◆ **Recorded information**:
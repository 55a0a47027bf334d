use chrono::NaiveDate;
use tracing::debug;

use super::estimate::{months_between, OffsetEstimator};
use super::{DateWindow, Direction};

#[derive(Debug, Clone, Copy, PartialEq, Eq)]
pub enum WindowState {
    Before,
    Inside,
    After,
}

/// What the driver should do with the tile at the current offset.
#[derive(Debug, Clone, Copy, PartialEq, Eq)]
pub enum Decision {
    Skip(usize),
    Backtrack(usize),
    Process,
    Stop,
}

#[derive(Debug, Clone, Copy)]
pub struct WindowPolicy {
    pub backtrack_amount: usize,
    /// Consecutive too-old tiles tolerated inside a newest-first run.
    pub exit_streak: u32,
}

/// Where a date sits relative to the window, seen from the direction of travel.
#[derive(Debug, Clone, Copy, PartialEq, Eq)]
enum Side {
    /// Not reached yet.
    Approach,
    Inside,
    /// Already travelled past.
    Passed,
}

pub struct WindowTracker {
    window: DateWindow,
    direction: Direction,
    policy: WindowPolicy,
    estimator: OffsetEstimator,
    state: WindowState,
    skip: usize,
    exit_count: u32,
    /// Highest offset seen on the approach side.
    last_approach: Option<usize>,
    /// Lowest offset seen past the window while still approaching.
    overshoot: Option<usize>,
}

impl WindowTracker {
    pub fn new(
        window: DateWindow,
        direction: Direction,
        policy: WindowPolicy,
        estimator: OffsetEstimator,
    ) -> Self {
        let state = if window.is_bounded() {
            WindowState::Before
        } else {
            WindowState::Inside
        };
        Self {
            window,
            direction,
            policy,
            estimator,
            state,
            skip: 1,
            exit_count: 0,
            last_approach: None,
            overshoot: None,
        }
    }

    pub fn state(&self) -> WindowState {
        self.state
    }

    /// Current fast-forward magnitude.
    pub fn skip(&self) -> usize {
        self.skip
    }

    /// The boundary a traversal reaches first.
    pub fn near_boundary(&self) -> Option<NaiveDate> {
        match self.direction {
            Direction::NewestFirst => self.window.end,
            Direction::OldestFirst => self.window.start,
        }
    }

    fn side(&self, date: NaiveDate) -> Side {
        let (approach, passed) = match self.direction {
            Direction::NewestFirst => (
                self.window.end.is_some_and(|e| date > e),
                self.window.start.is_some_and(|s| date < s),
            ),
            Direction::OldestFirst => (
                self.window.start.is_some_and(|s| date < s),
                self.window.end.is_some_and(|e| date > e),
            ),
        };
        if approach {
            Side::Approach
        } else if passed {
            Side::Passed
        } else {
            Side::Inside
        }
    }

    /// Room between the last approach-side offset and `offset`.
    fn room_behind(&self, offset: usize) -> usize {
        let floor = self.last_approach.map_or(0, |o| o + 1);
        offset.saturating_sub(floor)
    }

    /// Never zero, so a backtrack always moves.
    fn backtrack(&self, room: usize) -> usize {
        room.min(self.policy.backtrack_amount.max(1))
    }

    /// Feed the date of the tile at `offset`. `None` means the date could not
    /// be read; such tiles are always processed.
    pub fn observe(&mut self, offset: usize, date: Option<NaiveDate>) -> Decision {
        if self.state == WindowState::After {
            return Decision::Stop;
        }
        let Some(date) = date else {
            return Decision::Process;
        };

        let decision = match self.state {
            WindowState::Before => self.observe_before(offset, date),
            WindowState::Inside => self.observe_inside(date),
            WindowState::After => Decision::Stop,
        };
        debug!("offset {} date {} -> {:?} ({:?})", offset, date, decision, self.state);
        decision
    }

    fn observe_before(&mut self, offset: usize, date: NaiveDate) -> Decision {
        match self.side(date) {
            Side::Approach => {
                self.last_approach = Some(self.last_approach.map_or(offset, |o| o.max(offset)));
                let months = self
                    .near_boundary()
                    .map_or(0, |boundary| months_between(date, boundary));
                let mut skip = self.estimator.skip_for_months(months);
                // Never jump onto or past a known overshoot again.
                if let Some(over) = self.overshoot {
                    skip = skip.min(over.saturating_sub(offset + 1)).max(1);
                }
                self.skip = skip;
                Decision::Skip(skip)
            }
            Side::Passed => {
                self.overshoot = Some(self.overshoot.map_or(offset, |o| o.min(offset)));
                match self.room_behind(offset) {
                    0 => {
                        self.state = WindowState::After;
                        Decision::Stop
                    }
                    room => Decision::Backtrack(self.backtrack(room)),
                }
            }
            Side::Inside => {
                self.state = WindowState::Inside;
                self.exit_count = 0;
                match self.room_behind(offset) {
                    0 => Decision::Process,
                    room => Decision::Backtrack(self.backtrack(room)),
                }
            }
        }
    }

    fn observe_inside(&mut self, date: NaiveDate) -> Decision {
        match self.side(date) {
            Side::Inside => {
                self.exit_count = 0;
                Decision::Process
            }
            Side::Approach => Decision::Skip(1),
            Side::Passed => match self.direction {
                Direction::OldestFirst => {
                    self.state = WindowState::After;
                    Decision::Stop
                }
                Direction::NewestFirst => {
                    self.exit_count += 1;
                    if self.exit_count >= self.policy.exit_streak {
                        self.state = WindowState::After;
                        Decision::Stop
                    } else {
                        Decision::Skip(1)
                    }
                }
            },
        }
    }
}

...

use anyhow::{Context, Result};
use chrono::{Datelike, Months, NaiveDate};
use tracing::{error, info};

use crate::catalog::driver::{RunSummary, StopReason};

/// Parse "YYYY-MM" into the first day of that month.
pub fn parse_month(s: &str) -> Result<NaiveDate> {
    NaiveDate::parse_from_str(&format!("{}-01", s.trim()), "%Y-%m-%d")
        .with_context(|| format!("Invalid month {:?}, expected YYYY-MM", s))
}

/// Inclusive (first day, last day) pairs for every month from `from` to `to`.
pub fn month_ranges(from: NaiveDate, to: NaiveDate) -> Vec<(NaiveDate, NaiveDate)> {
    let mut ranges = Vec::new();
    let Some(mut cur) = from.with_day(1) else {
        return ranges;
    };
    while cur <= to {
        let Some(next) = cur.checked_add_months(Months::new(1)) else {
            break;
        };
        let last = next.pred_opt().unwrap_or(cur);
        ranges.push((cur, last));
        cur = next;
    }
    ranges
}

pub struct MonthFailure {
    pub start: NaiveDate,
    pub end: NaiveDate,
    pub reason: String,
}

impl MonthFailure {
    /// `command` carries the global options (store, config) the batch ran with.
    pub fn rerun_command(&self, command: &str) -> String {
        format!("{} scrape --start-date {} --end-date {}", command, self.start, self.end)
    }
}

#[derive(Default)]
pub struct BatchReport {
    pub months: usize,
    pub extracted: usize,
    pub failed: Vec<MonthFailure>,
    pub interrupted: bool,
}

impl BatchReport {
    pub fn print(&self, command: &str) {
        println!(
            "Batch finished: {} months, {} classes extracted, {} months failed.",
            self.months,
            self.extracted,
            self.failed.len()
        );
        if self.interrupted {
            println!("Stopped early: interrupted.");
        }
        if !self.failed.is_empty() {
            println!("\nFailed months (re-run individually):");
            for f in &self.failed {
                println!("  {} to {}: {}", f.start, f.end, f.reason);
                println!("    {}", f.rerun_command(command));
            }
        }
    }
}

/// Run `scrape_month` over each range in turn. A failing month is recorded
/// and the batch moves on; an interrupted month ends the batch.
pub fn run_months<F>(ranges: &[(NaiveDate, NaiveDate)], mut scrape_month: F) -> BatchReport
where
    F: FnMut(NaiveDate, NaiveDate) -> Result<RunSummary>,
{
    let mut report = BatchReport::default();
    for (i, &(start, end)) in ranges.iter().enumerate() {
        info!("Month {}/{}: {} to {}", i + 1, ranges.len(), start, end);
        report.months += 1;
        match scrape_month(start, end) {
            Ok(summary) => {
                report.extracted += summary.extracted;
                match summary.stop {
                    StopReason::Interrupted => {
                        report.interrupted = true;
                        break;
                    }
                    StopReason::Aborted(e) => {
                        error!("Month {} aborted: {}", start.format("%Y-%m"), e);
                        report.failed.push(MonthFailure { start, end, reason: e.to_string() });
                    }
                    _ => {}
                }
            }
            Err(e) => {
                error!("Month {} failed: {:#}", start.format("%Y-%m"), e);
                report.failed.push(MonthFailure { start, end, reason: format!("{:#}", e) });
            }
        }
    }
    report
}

◆ **Your goal**:
Find the word "chrono" in the entries above, then copy each line that holds it.

◆ **Response area**:
use chrono::NaiveDate;
use chrono::{Datelike, Months, NaiveDate};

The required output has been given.